Nhut is just one of over 100 fish farmers on the Tien River in My Tho Town, Tien Giang Province, who has been hurt by their fish dying in large numbers.
The households believe that saltwater intrusion in the area has affected the water’s pH, leading to death or stunted growth of fish. The area is about 50 km from the estuary.
Nhut uses his hands to scoop water into his mouth to taste and measure its salinity. He estimates the salinity at around 5 ppt.
“This level of salinity has never happened in previous years. It can make the fish tired and blind,” he said.
Nhut and his son collect the dead fish to avoid polluting the water further and hurting the fish still alive.
Only a few hundred meters from Nhut’s farm, Tran Thi Tuong Linh, 52, uses nets and buckets daily to take out the dead fish. Linh owns six fish cages on the Thoi Son Islet.
Picking the dead fish out, Linh said she can only hope that fish prices will increase and that she can sell them in time. She said the price of red tilapia was VND32,000 ($1.36) per kilo now, VND5,000 lower than last year.
Like other fish farmers in the village, Linh said that the dead fish don’t carry any pathogens, so she collects and grinds them into food for other fish to save costs.
Nguyen Thi Hien, 63, has been farming fish for nearly six months this year. She has lost more than VND50 million ($2,136) because the fish grew slowly and kept dying frequently.
The remaining fish will be ready to harvest in four months. “I am afraid of a heavy intrusion like this; all fish will die before I can sell them,” she said.
“I have heard many people talk about solutions.
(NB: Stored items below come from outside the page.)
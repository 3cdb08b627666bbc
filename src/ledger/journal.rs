use std::{collections::BTreeMap, fmt};

use chrono::{DateTime, NaiveDate, Utc};
use serde::{Deserialize, Serialize};
use uuid::Uuid;

use crate::errors::{LedgerError, Result};

/// Largest debit/credit difference still treated as balanced.
pub const BALANCE_TOLERANCE: f64 = 0.01;

pub fn amounts_equal(left: f64, right: f64) -> bool {
    (left - right).abs() < BALANCE_TOLERANCE
}

#[derive(Debug, Clone, Copy, Serialize, Deserialize, PartialEq, Eq, Default)]
#[serde(rename_all = "UPPERCASE")]
pub enum JournalStatus {
    #[default]
    #[serde(alias = "draft", alias = "Draft")]
    Draft,
    #[serde(alias = "posted", alias = "Posted")]
    Posted,
    #[serde(alias = "cancelled", alias = "Cancelled", alias = "canceled")]
    Cancelled,
}

impl fmt::Display for JournalStatus {
    fn fmt(&self, f: &mut fmt::Formatter<'_>) -> fmt::Result {
        f.write_str(match self {
            JournalStatus::Draft => "DRAFT",
            JournalStatus::Posted => "POSTED",
            JournalStatus::Cancelled => "CANCELLED",
        })
    }
}

impl JournalStatus {
    pub fn parse(value: &str) -> Option<Self> {
        match value.trim().to_ascii_uppercase().as_str() {
            "DRAFT" => Some(JournalStatus::Draft),
            "POSTED" => Some(JournalStatus::Posted),
            "CANCELLED" | "CANCELED" => Some(JournalStatus::Cancelled),
            _ => None,
        }
    }
}

#[derive(Debug, Clone, Serialize, Deserialize, PartialEq, Default)]
pub struct JournalLine {
    #[serde(default)]
    pub id: u32,
    pub account_code: String,
    #[serde(default)]
    pub debit_amount: f64,
    #[serde(default)]
    pub credit_amount: f64,
    #[serde(default, skip_serializing_if = "Option::is_none")]
    pub auxiliary_code: Option<String>,
    #[serde(default, skip_serializing_if = "Option::is_none")]
    pub service_month: Option<String>,
    #[serde(default, skip_serializing_if = "Option::is_none")]
    pub payer_id: Option<String>,
    #[serde(default, skip_serializing_if = "Option::is_none")]
    pub description: Option<String>,
}

impl JournalLine {
    pub fn debit(account_code: impl Into<String>, amount: f64) -> Self {
        Self {
            account_code: account_code.into(),
            debit_amount: amount,
            ..Self::default()
        }
    }

    pub fn credit(account_code: impl Into<String>, amount: f64) -> Self {
        Self {
            account_code: account_code.into(),
            credit_amount: amount,
            ..Self::default()
        }
    }

    pub fn with_auxiliary(mut self, code: impl Into<String>) -> Self {
        self.auxiliary_code = Some(code.into());
        self
    }

    pub fn with_description(mut self, description: impl Into<String>) -> Self {
        self.description = Some(description.into());
        self
    }

    pub fn is_debit(&self) -> bool {
        self.debit_amount > 0.0
    }

    /// The non-zero side of the line.
    pub fn amount(&self) -> f64 {
        if self.is_debit() {
            self.debit_amount
        } else {
            self.credit_amount
        }
    }

    fn problems(&self, position: usize) -> Vec<String> {
        let mut errors = Vec::new();
        if self.account_code.trim().is_empty() {
            errors.push(format!("line {position}: account code is required"));
        }
        if self.debit_amount < 0.0 || self.credit_amount < 0.0 {
            errors.push(format!("line {position}: amounts cannot be negative"));
        } else if self.debit_amount > 0.0 && self.credit_amount > 0.0 {
            errors.push(format!(
                "line {position}: debit and credit cannot both be set"
            ));
        } else if self.debit_amount <= 0.0 && self.credit_amount <= 0.0 {
            errors.push(format!("line {position}: amount must be positive"));
        }
        errors
    }
}

/// Caller-supplied data for a new journal.
#[derive(Debug, Clone, Serialize, Deserialize, PartialEq, Default)]
pub struct JournalInput {
    pub date: Option<NaiveDate>,
    #[serde(default)]
    pub description: String,
    #[serde(default)]
    pub division: Option<String>,
    #[serde(default)]
    pub reference: Option<String>,
    #[serde(default)]
    pub lines: Vec<JournalLine>,
}

impl JournalInput {
    pub fn new(date: NaiveDate, description: impl Into<String>, division: impl Into<String>) -> Self {
        Self {
            date: Some(date),
            description: description.into(),
            division: Some(division.into()),
            reference: None,
            lines: Vec::new(),
        }
    }

    pub fn line(mut self, line: JournalLine) -> Self {
        self.lines.push(line);
        self
    }
}

/// Partial update applied to a draft.
#[derive(Debug, Clone, Default, PartialEq)]
pub struct JournalPatch {
    pub date: Option<NaiveDate>,
    pub description: Option<String>,
    pub division: Option<String>,
    pub reference: Option<String>,
    pub lines: Option<Vec<JournalLine>>,
}

/// Monotonic journal number allocator owned by one ledger.
#[derive(Debug, Clone, Serialize, Deserialize, PartialEq, Eq)]
pub struct JournalSequence {
    pub prefix: String,
    pub width: usize,
    pub next: u64,
}

impl Default for JournalSequence {
    fn default() -> Self {
        Self::new("JV", 6)
    }
}

impl JournalSequence {
    pub fn new(prefix: impl Into<String>, width: usize) -> Self {
        Self {
            prefix: prefix.into(),
            width: width.max(1),
            next: 1,
        }
    }

    pub fn allocate(&mut self) -> String {
        let number = self.format(self.next);
        self.next += 1;
        number
    }

    pub fn format(&self, value: u64) -> String {
        format!("{}{:0width$}", self.prefix, value, width = self.width)
    }

    /// Moves the counter past an externally assigned number with our prefix.
    pub fn observe(&mut self, number: &str) {
        let Some(rest) = number.strip_prefix(self.prefix.as_str()) else {
            return;
        };
        if let Ok(value) = rest.parse::<u64>() {
            if value >= self.next {
                self.next = value + 1;
            }
        }
    }
}

/// The unit of truth: a dated, balanced set of lines with a lifecycle.
#[derive(Debug, Clone, Serialize, Deserialize, PartialEq)]
pub struct Journal {
    pub id: Uuid,
    pub journal_number: String,
    pub date: Option<NaiveDate>,
    #[serde(default)]
    pub description: String,
    pub division: Option<String>,
    #[serde(default, skip_serializing_if = "Option::is_none")]
    pub reference: Option<String>,
    pub status: JournalStatus,
    pub lines: Vec<JournalLine>,
    pub total_debit: f64,
    pub total_credit: f64,
    pub is_balanced: bool,
    #[serde(default)]
    pub meta: BTreeMap<String, String>,
    pub created_at: DateTime<Utc>,
    #[serde(default, skip_serializing_if = "Option::is_none")]
    pub submitted_at: Option<DateTime<Utc>>,
    #[serde(default, skip_serializing_if = "Option::is_none")]
    pub posted_at: Option<DateTime<Utc>>,
    #[serde(default, skip_serializing_if = "Option::is_none")]
    pub posted_by: Option<String>,
    #[serde(default, skip_serializing_if = "Option::is_none")]
    pub cancelled_at: Option<DateTime<Utc>>,
    #[serde(default, skip_serializing_if = "Option::is_none")]
    pub cancel_reason: Option<String>,
}

impl Journal {
    /// Builds a draft from `input`, numbering lines from 1.
    pub fn create(input: JournalInput, journal_number: impl Into<String>) -> Self {
        let mut journal = Self {
            id: Uuid::new_v4(),
            journal_number: journal_number.into(),
            date: input.date,
            description: input.description,
            division: input.division.filter(|code| !code.trim().is_empty()),
            reference: input.reference,
            status: JournalStatus::Draft,
            lines: Vec::new(),
            total_debit: 0.0,
            total_credit: 0.0,
            is_balanced: true,
            meta: BTreeMap::new(),
            created_at: Utc::now(),
            submitted_at: None,
            posted_at: None,
            posted_by: None,
            cancelled_at: None,
            cancel_reason: None,
        };
        journal.set_lines(input.lines);
        journal
    }

    fn set_lines(&mut self, lines: Vec<JournalLine>) {
        self.lines = lines
            .into_iter()
            .enumerate()
            .map(|(idx, mut line)| {
                line.id = idx as u32 + 1;
                line
            })
            .collect();
        self.recalculate();
    }

    fn recalculate(&mut self) {
        self.total_debit = self.lines.iter().map(|line| line.debit_amount).sum();
        self.total_credit = self.lines.iter().map(|line| line.credit_amount).sum();
        self.is_balanced = amounts_equal(self.total_debit, self.total_credit);
    }

    pub fn is_draft(&self) -> bool {
        self.status == JournalStatus::Draft
    }

    pub fn is_posted(&self) -> bool {
        self.status == JournalStatus::Posted
    }

    pub fn is_submitted(&self) -> bool {
        self.submitted_at.is_some()
    }

    pub fn references_account(&self, code: &str) -> bool {
        self.lines.iter().any(|line| line.account_code == code)
    }

    /// Non-throwing structural validation; an empty list means postable.
    pub fn validate(&self) -> Vec<String> {
        let mut errors = Vec::new();
        if self.date.is_none() {
            errors.push("date is required".to_string());
        }
        if self.division.is_none() {
            errors.push("division is required".to_string());
        }
        if self.lines.len() < 2 {
            errors.push("a journal needs at least two lines".to_string());
        }
        for (idx, line) in self.lines.iter().enumerate() {
            errors.extend(line.problems(idx + 1));
        }
        if !self.is_balanced {
            errors.push(format!(
                "journal is not balanced: debit {:.2} vs credit {:.2}",
                self.total_debit, self.total_credit
            ));
        }
        errors
    }

    pub fn post(&self, actor: &str, at: DateTime<Utc>) -> Result<Journal> {
        if self.status != JournalStatus::Draft {
            return Err(LedgerError::State(format!(
                "journal {} is {} and cannot be posted",
                self.journal_number, self.status
            )));
        }
        if !self.is_balanced {
            return Err(LedgerError::State(format!(
                "journal {} is not balanced and cannot be posted",
                self.journal_number
            )));
        }
        let mut posted = self.clone();
        posted.status = JournalStatus::Posted;
        posted.posted_at = Some(at);
        posted.posted_by = Some(actor.to_string());
        Ok(posted)
    }

    pub fn cancel(&self, reason: &str, at: DateTime<Utc>) -> Result<Journal> {
        if self.status == JournalStatus::Cancelled {
            return Err(LedgerError::State(format!(
                "journal {} is already cancelled",
                self.journal_number
            )));
        }
        let mut cancelled = self.clone();
        cancelled.status = JournalStatus::Cancelled;
        cancelled.cancel_reason = Some(reason.to_string());
        cancelled.cancelled_at = Some(at);
        Ok(cancelled)
    }

    pub fn update_lines(&self, lines: Vec<JournalLine>) -> Result<Journal> {
        self.ensure_draft("edited")?;
        let mut updated = self.clone();
        updated.set_lines(lines);
        updated.submitted_at = None;
        Ok(updated)
    }

    pub fn apply_patch(&self, patch: JournalPatch) -> Result<Journal> {
        self.ensure_draft("edited")?;
        let mut updated = match patch.lines {
            Some(lines) => self.update_lines(lines)?,
            None => self.clone(),
        };
        if let Some(date) = patch.date {
            updated.date = Some(date);
        }
        if let Some(description) = patch.description {
            updated.description = description;
        }
        if let Some(division) = patch.division {
            updated.division = Some(division).filter(|code| !code.trim().is_empty());
        }
        if let Some(reference) = patch.reference {
            updated.reference = Some(reference);
        }
        updated.submitted_at = None;
        Ok(updated)
    }

    pub fn mark_submitted(&self, at: DateTime<Utc>) -> Result<Journal> {
        self.ensure_draft("submitted")?;
        let mut submitted = self.clone();
        submitted.submitted_at = Some(at);
        Ok(submitted)
    }

    fn ensure_draft(&self, action: &str) -> Result<()> {
        if self.status == JournalStatus::Draft {
            Ok(())
        } else {
            Err(LedgerError::State(format!(
                "journal {} is {} and cannot be {action}",
                self.journal_number, self.status
            )))
        }
    }
}
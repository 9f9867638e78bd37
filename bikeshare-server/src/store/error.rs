//! Trip data error types.

/// Errors from reading or querying trip data.
///
/// These always propagate to the caller; the store never retries.
#[derive(Debug, thiserror::Error)]
pub enum StoreError {
    /// Opening or reading the data file failed
    #[error("I/O error: {0}")]
    Io(#[from] std::io::Error),

    /// The CSV stream itself is unreadable (not a per-row data problem)
    #[error("CSV error: {0}")]
    Csv(#[from] csv::Error),

    /// A backing source could not answer the query
    #[error("trip source unavailable: {message}")]
    Unavailable { message: String },
}

/// Why a single CSV row was rejected during loading.
///
/// Rejected rows are skipped and counted; they never abort the load.
#[derive(Debug, Clone, PartialEq, Eq, thiserror::Error)]
pub enum MalformedRecord {
    /// A required column is absent or blank
    #[error("missing required field: {0}")]
    MissingField(&'static str),

    /// The duration is not a non-negative whole number of seconds
    #[error("invalid duration: {0:?}")]
    InvalidDuration(String),
}
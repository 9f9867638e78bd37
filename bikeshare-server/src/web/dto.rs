//! Data transfer objects for web requests and responses.

use serde::{Deserialize, Serialize};

use crate::domain::{DomainError, Sex, SkillLevel};
use crate::recommend::{RecommendRequest, Recommendation};

/// Query string for a recommendation request.
#[derive(Debug, Deserialize)]
pub struct RecommendQuery {
    /// Start station name
    pub start: String,

    /// Shortest acceptable trip (minutes)
    pub time_low: i64,

    /// Longest acceptable trip (minutes)
    pub time_high: i64,

    /// Riding level code: -1 beginner, 0 average, 1 pro
    #[serde(default)]
    pub riding_level: i64,

    /// Sex code: 0 female, 1 male, 2 other; absent for no filter
    pub sex: Option<i64>,

    /// Maximum number of results
    pub limit: Option<i64>,
}

impl RecommendQuery {
    /// Translate wire codes into an engine request.
    pub fn into_request(self) -> Result<RecommendRequest, DomainError> {
        let skill = SkillLevel::from_code(self.riding_level)?;
        let sex = self.sex.map(Sex::from_code).transpose()?;

        Ok(RecommendRequest::new(self.start, self.time_low, self.time_high)
            .with_skill(skill)
            .with_sex(sex)
            .with_limit(self.limit))
    }
}

/// A recommended destination.
#[derive(Debug, Clone, PartialEq, Serialize)]
pub struct RecommendationResult {
    /// Destination station name
    pub destination: String,

    /// Estimated trip time in minutes
    pub eta: f64,

    /// Mean distance in kilometres; null when unknown
    pub distance: Option<f64>,
}

impl From<&Recommendation> for RecommendationResult {
    fn from(rec: &Recommendation) -> Self {
        Self {
            destination: rec.destination.clone(),
            eta: rec.eta,
            distance: rec.distance,
        }
    }
}

/// Response for a recommendation request.
#[derive(Debug, Serialize)]
pub struct RecommendResponse {
    /// The start station queried
    pub start: String,

    /// Destinations, best fit first
    pub recommendations: Vec<RecommendationResult>,
}

/// Response listing start stations.
#[derive(Debug, Serialize)]
pub struct StationsResponse {
    /// Sorted station names
    pub stations: Vec<String>,
}

/// Error response body.
#[derive(Debug, Serialize)]
pub struct ErrorResponse {
    pub error: String,
}
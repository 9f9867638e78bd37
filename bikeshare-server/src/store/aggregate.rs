//! Per-query grouping of trip durations by destination.

use std::collections::BTreeMap;

/// Observed durations (seconds) grouped by destination station.
///
/// Built fresh for each query from the trips leaving one start station.
/// Groups only come into existence through [`push`](Self::push), so every
/// destination present has at least one sample. Iteration is in ascending
/// destination-name order.
#[derive(Debug, Clone, Default, PartialEq, Eq)]
pub struct DestinationAggregate {
    groups: BTreeMap<String, Vec<u32>>,
}

impl DestinationAggregate {
    /// Create an empty aggregate.
    pub fn new() -> Self {
        Self::default()
    }

    /// Record one observed trip duration to `destination`.
    pub fn push(&mut self, destination: &str, duration_secs: u32) {
        match self.groups.get_mut(destination) {
            Some(samples) => samples.push(duration_secs),
            None => {
                self.groups
                    .insert(destination.to_string(), vec![duration_secs]);
            }
        }
    }

    /// Durations observed for a destination, in insertion order.
    pub fn get(&self, destination: &str) -> Option<&[u32]> {
        self.groups.get(destination).map(Vec::as_slice)
    }

    /// Iterate over `(destination, durations)` groups.
    pub fn iter(&self) -> impl Iterator<Item = (&str, &[u32])> {
        self.groups
            .iter()
            .map(|(name, samples)| (name.as_str(), samples.as_slice()))
    }

    /// Number of distinct destinations.
    pub fn len(&self) -> usize {
        self.groups.len()
    }

    /// Returns true if no trips were grouped.
    pub fn is_empty(&self) -> bool {
        self.groups.is_empty()
    }

    /// Total number of duration samples across all destinations.
    pub fn sample_count(&self) -> usize {
        self.groups.values().map(Vec::len).sum()
    }
}

impl<S: AsRef<str>> FromIterator<(S, u32)> for DestinationAggregate {
    fn from_iter<I: IntoIterator<Item = (S, u32)>>(iter: I) -> Self {
        let mut aggregate = Self::new();
        for (destination, duration) in iter {
            aggregate.push(destination.as_ref(), duration);
        }
        aggregate
    }
}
However, I don’t know how to handle it. Every day, I’m very upset to see dead fish floating,” Hien said.
The Thoi Son Commune has nearly 600 fish cages, mainly breeding red tilapia fish.
Phan Huu Doi, deputy director of fisheries division under the provincial Department of Agriculture and Rural Development, said his agency has checked the status of fish cages in the commune.
“Normally, the fish raised in cages have a certain death rate. Because it is at the transition between seasons, the number of dead fish doubles compared to usual, but this is not of great significance,” Doi said.
He also said that since the saline intrusion has been happening for nearly two months now, it can’t be said that the fish are dying of salinity. The fisheries division will continue to analyze samples to determine the cause and compile specific statistics on the damage caused, he added.